> Task prompt:
Transcribe every record in full, keeping it exactly the same.

════════════════

//! Core library for the SkyCast weather dashboard.
//!
//! This crate defines:
//! - Configuration loading
//! - Access to the weatherapi.com search and forecast endpoints
//! - A failure-absorbing lookup layer with user-facing notifications
//! - Debounced search-as-you-type
//! - Selected-city forecast state and condition-code categories
//!
//! It is used by `skycast-cli`, but any front-end can drive it.

pub mod condition;
pub mod config;
pub mod dashboard;
pub mod debounce;
pub mod lookup;
pub mod model;
pub mod notify;
pub mod provider;

pub use condition::Condition;
pub use config::{Config, SearchConfig};
pub use dashboard::{Dashboard, POPULAR_CITIES, SnapshotState};
pub use debounce::{SearchDebouncer, SearchState};
pub use lookup::{CitySearch, LookupClient};
pub use model::{AirQualityCategory, ForecastSnapshot, SearchResult};
pub use notify::{ChannelNotifier, Notification, Notifier, TracingNotifier};
pub use provider::{ProviderError, WeatherProvider, provider_from_config};
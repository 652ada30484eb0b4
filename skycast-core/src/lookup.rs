//! Failure-absorbing lookup layer on top of a [`WeatherProvider`].
//!
//! Nothing here returns an error. A failed search degrades to an empty list
//! and is only logged. A failed forecast fetch yields `None` and raises one
//! user-visible notification. The two paths differ on purpose.

use async_trait::async_trait;
use std::sync::Arc;
use tracing::{debug, error, instrument};

use crate::{
    Config, ForecastSnapshot, SearchResult,
    notify::{Notification, Notifier},
    provider::{ProviderError, WeatherProvider},
};

/// Anything that can answer a finished search query.
#[async_trait]
pub trait CitySearch: Send + Sync + 'static {
    async fn search(&self, query: &str) -> Vec<SearchResult>;
}

#[derive(Debug, Clone)]
pub struct LookupClient {
    provider: Arc<dyn WeatherProvider>,
    notifier: Arc<dyn Notifier>,
    target_country: String,
    forecast_days: u8,
}

impl LookupClient {
    pub fn new(provider: Arc<dyn WeatherProvider>, notifier: Arc<dyn Notifier>) -> Self {
        let defaults = Config::default();
        Self {
            provider,
            notifier,
            target_country: defaults.target_country,
            forecast_days: defaults.forecast_days,
        }
    }

    pub fn from_config(
        config: &Config,
        provider: Arc<dyn WeatherProvider>,
        notifier: Arc<dyn Notifier>,
    ) -> Self {
        Self {
            provider,
            notifier,
            target_country: config.target_country.clone(),
            forecast_days: config.forecast_days,
        }
    }

    pub fn notifier(&self) -> &Arc<dyn Notifier> {
        &self.notifier
    }

    /// Search cities, keeping only those in the target country, in upstream order.
    #[instrument(skip(self))]
    pub async fn search(&self, query: &str) -> Vec<SearchResult> {
        match self.provider.search_cities(query).await {
            Ok(cities) => {
                let total = cities.len();
                let results: Vec<SearchResult> = cities
                    .into_iter()
                    .filter(|city| city.country == self.target_country)
                    .map(SearchResult::from)
                    .collect();
                debug!(total, kept = results.len(), "city search finished");
                results
            }
            Err(err) => {
                error!(error = %format!("{err:#}"), "city search failed");
                Vec::new()
            }
        }
    }

    /// Fetch the full forecast for `city`. On failure notifies once and returns `None`.
    #[instrument(skip(self))]
    pub async fn get_forecast(&self, city: &str) -> Option<ForecastSnapshot> {
        match self.provider.get_forecast(city, self.forecast_days).await {
            Ok(snapshot) => Some(snapshot),
            Err(err) => {
                error!(error = %format!("{err:#}"), "forecast fetch failed");
                self.notifier.notify(Notification::error(failure_message(&err)));
                None
            }
        }
    }
}

#[async_trait]
impl CitySearch for LookupClient {
    async fn search(&self, query: &str) -> Vec<SearchResult> {
        LookupClient::search(self, query).await
    }
}

fn failure_message(err: &anyhow::Error) -> String {
    match err.downcast_ref::<ProviderError>() {
        Some(ProviderError::Api { message, .. }) => format!("Error: {message}"),
        Some(ProviderError::Status { .. }) | None => {
            format!("Error: {}", err.root_cause())
        }
    }
}
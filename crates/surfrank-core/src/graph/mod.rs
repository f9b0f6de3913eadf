//! Corpus graph and its construction from HTML pages

mod corpus;
mod crawl;
mod link_extractor;

pub use corpus::CorpusGraph;
pub use crawl::{crawl, scan_pages, PageFile};
pub use link_extractor::extract_links;
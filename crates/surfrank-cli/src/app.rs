//! CLI argument definitions

use clap::{Args, Parser, Subcommand, ValueEnum};
use std::path::PathBuf;
use surfrank_core::{CrawlConfig, RankConfig};

#[derive(Parser)]
#[command(name = "surfrank")]
#[command(
    author,
    version,
    about = "Rank a directory of HTML pages with random-surfer PageRank"
)]
pub struct Cli {
    #[command(subcommand)]
    pub command: Commands,

    /// Output format
    #[arg(long, global = true, value_enum, default_value = "cli")]
    pub format: OutputFormat,

    /// Verbose output
    #[arg(short, long, global = true)]
    pub verbose: bool,

    /// Config file (defaults to the user config directory)
    #[arg(long, global = true, env = "SURFRANK_CONFIG")]
    pub config: Option<PathBuf>,
}

#[derive(Subcommand)]
pub enum Commands {
    /// Rank pages with both estimators side by side
    Rank(RankArgs),

    /// Rank pages by sampling a random surfer
    Sample(RankArgs),

    /// Rank pages by iterating the PageRank equation
    Iterate(RankArgs),

    /// Show the link graph of a corpus
    Links(CorpusArgs),
}

#[derive(Args)]
pub struct CorpusArgs {
    /// Directory containing the corpus pages
    pub corpus: PathBuf,

    /// Glob pattern for page files
    #[arg(long)]
    pub pattern: Option<String>,

    /// Include pages in subdirectories
    #[arg(long)]
    pub recursive: bool,
}

impl CorpusArgs {
    pub fn apply(&self, crawl: &mut CrawlConfig) {
        if let Some(ref pattern) = self.pattern {
            crawl.pattern = pattern.clone();
        }
        if self.recursive {
            crawl.recursive = true;
        }
    }
}

#[derive(Args)]
pub struct RankArgs {
    #[command(flatten)]
    pub corpus: CorpusArgs,

    /// Probability of following a link
    #[arg(short, long)]
    pub damping: Option<f64>,

    /// Number of random surfer steps
    #[arg(short = 'n', long)]
    pub samples: Option<usize>,

    /// Convergence threshold for iteration
    #[arg(long)]
    pub epsilon: Option<f64>,

    /// Fail if iteration has not converged after this many sweeps
    #[arg(long)]
    pub max_iterations: Option<usize>,

    /// Seed for reproducible sampling
    #[arg(long)]
    pub seed: Option<u64>,

    /// Largest per-page difference at which both estimators agree
    #[arg(long)]
    pub tolerance: Option<f64>,
}

impl RankArgs {
    pub fn apply(&self, rank: &mut RankConfig) {
        if let Some(damping) = self.damping {
            rank.damping = damping;
        }
        if let Some(samples) = self.samples {
            rank.samples = samples;
        }
        if let Some(epsilon) = self.epsilon {
            rank.epsilon = epsilon;
        }
        if self.max_iterations.is_some() {
            rank.max_iterations = self.max_iterations;
        }
        if self.seed.is_some() {
            rank.seed = self.seed;
        }
        if let Some(tolerance) = self.tolerance {
            rank.tolerance = tolerance;
        }
    }
}

#[derive(Clone, Copy, PartialEq, Eq, ValueEnum)]
pub enum OutputFormat {
    Cli,
    Json,
    Csv,
    Md,
}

════════════════

> Task response:
//! Core library for the SkyCast weather dashboard.
//!
//! This crate defines:
//! - Configuration loading
//! - Access to the weatherapi.com search and forecast endpoints
//! - A failure-absorbing lookup layer with user-facing notifications
//! - Debounced search-as-you-type
//! - Selected-city forecast state and condition-code categories
//!
//! It is used by `skycast-cli`, but any front-end can drive it.

pub mod condition;
pub mod config;
pub mod dashboard;
pub mod debounce;
pub mod lookup;
pub mod model;
pub mod notify;
pub mod provider;

pub use condition::Condition;
pub use config::{Config, SearchConfig};
pub use dashboard::{Dashboard, POPULAR_CITIES, SnapshotState};
pub use debounce::{SearchDebouncer, SearchState};
pub use lookup::{CitySearch, LookupClient};
pub use model::{AirQualityCategory, ForecastSnapshot, SearchResult};
pub use notify::{ChannelNotifier, Notification, Notifier, TracingNotifier};
pub use provider::{ProviderError, WeatherProvider, provider_from_config};
repository 652ada30484eb0b4
filename skycast-core/src/lookup.rs
//! Failure-absorbing lookup layer on top of a [`WeatherProvider`].
//!
//! Nothing here returns an error. A failed search degrades to an empty list
//! and is only logged. A failed forecast fetch yields `None` and raises one
//! user-visible notification. The two paths differ on purpose.

use async_trait::async_trait;
use std::sync::Arc;
use tracing::{debug, error, instrument};

use crate::{
    Config, ForecastSnapshot, SearchResult,
    notify::{Notification, Notifier},
    provider::{ProviderError, WeatherProvider},
};

/// Anything that can answer a finished search query.
#[async_trait]
pub trait CitySearch: Send + Sync + 'static {
    async fn search(&self, query: &str) -> Vec<SearchResult>;
}

#[derive(Debug, Clone)]
pub struct LookupClient {
    provider: Arc<dyn WeatherProvider>,
    notifier: Arc<dyn Notifier>,
    target_country: String,
    forecast_days: u8,
}

impl LookupClient {
    pub fn new(provider: Arc<dyn WeatherProvider>, notifier: Arc<dyn Notifier>) -> Self {
        let defaults = Config::default();
        Self {
            provider,
            notifier,
            target_country: defaults.target_country,
            forecast_days: defaults.forecast_days,
        }
    }

    pub fn from_config(
        config: &Config,
        provider: Arc<dyn WeatherProvider>,
        notifier: Arc<dyn Notifier>,
    ) -> Self {
        Self {
            provider,
            notifier,
            target_country: config.target_country.clone(),
            forecast_days: config.forecast_days,
        }
    }

    pub fn notifier(&self) -> &Arc<dyn Notifier> {
        &self.notifier
    }

    /// Search cities, keeping only those in the target country, in upstream order.
    #[instrument(skip(self))]
    pub async fn search(&self, query: &str) -> Vec<SearchResult> {
        match self.provider.search_cities(query).await {
            Ok(cities) => {
                let total = cities.len();
                let results: Vec<SearchResult> = cities
                    .into_iter()
                    .filter(|city| city.country == self.target_country)
                    .map(SearchResult::from)
                    .collect();
                debug!(total, kept = results.len(), "city search finished");
                results
            }
            Err(err) => {
                error!(error = %format!("{err:#}"), "city search failed");
                Vec::new()
            }
        }
    }

    /// Fetch the full forecast for `city`. On failure notifies once and returns `None`.
    #[instrument(skip(self))]
    pub async fn get_forecast(&self, city: &str) -> Option<ForecastSnapshot> {
        match self.provider.get_forecast(city, self.forecast_days).await {
            Ok(snapshot) => Some(snapshot),
            Err(err) => {
                error!(error = %format!("{err:#}"), "forecast fetch failed");
                self.notifier.notify(Notification::error(failure_message(&err)));
                None
            }
        }
    }
}

#[async_trait]
impl CitySearch for LookupClient {
    async fn search(&self, query: &str) -> Vec<SearchResult> {
        LookupClient::search(self, query).await
    }
}

fn failure_message(err: &anyhow::Error) -> String {
    match err.downcast_ref::<ProviderError>() {
        Some(ProviderError::Api { message, .. }) => format!("Error: {message}"),
        Some(ProviderError::Status { .. }) | None => {
            format!("Error: {}", err.root_cause())
        }
    }
}
filename crates/surfrank-core/src/graph/mod.rs
repository f9b0f6de3913eadf
//! Corpus graph and its construction from HTML pages

mod corpus;
mod crawl;
mod link_extractor;

pub use corpus::CorpusGraph;
pub use crawl::{crawl, scan_pages, PageFile};
pub use link_extractor::extract_links;
filename crates/surfrank-cli/src/app.rs
//! CLI argument definitions

use clap::{Args, Parser, Subcommand, ValueEnum};
use std::path::PathBuf;
use surfrank_core::{CrawlConfig, RankConfig};

#[derive(Parser)]
#[command(name = "surfrank")]
#[command(
    author,
    version,
    about = "Rank a directory of HTML pages with random-surfer PageRank"
)]
pub struct Cli {
    #[command(subcommand)]
    pub command: Commands,

    /// Output format
    #[arg(long, global = true, value_enum, default_value = "cli")]
    pub format: OutputFormat,

    /// Verbose output
    #[arg(short, long, global = true)]
    pub verbose: bool,

    /// Config file (defaults to the user config directory)
    #[arg(long, global = true, env = "SURFRANK_CONFIG")]
    pub config: Option<PathBuf>,
}

#[derive(Subcommand)]
pub enum Commands {
    /// Rank pages with both estimators side by side
    Rank(RankArgs),

    /// Rank pages by sampling a random surfer
    Sample(RankArgs),

    /// Rank pages by iterating the PageRank equation
    Iterate(RankArgs),

    /// Show the link graph of a corpus
    Links(CorpusArgs),
}

#[derive(Args)]
pub struct CorpusArgs {
    /// Directory containing the corpus pages
    pub corpus: PathBuf,

    /// Glob pattern for page files
    #[arg(long)]
    pub pattern: Option<String>,

    /// Include pages in subdirectories
    #[arg(long)]
    pub recursive: bool,
}

impl CorpusArgs {
    pub fn apply(&self, crawl: &mut CrawlConfig) {
        if let Some(ref pattern) = self.pattern {
            crawl.pattern = pattern.clone();
        }
        if self.recursive {
            crawl.recursive = true;
        }
    }
}

#[derive(Args)]
pub struct RankArgs {
    #[command(flatten)]
    pub corpus: CorpusArgs,

    /// Probability of following a link
    #[arg(short, long)]
    pub damping: Option<f64>,

    /// Number of random surfer steps
    #[arg(short = 'n', long)]
    pub samples: Option<usize>,

    /// Convergence threshold for iteration
    #[arg(long)]
    pub epsilon: Option<f64>,

    /// Fail if iteration has not converged after this many sweeps
    #[arg(long)]
    pub max_iterations: Option<usize>,

    /// Seed for reproducible sampling
    #[arg(long)]
    pub seed: Option<u64>,

    /// Largest per-page difference at which both estimators agree
    #[arg(long)]
    pub tolerance: Option<f64>,
}

impl RankArgs {
    pub fn apply(&self, rank: &mut RankConfig) {
        if let Some(damping) = self.damping {
            rank.damping = damping;
        }
        if let Some(samples) = self.samples {
            rank.samples = samples;
        }
        if let Some(epsilon) = self.epsilon {
            rank.epsilon = epsilon;
        }
        if self.max_iterations.is_some() {
            rank.max_iterations = self.max_iterations;
        }
        if self.seed.is_some() {
            rank.seed = self.seed;
        }
        if let Some(tolerance) = self.tolerance {
            rank.tolerance = tolerance;
        }
    }
}

#[derive(Clone, Copy, PartialEq, Eq, ValueEnum)]
pub enum OutputFormat {
    Cli,
    Json,
    Csv,
    Md,
}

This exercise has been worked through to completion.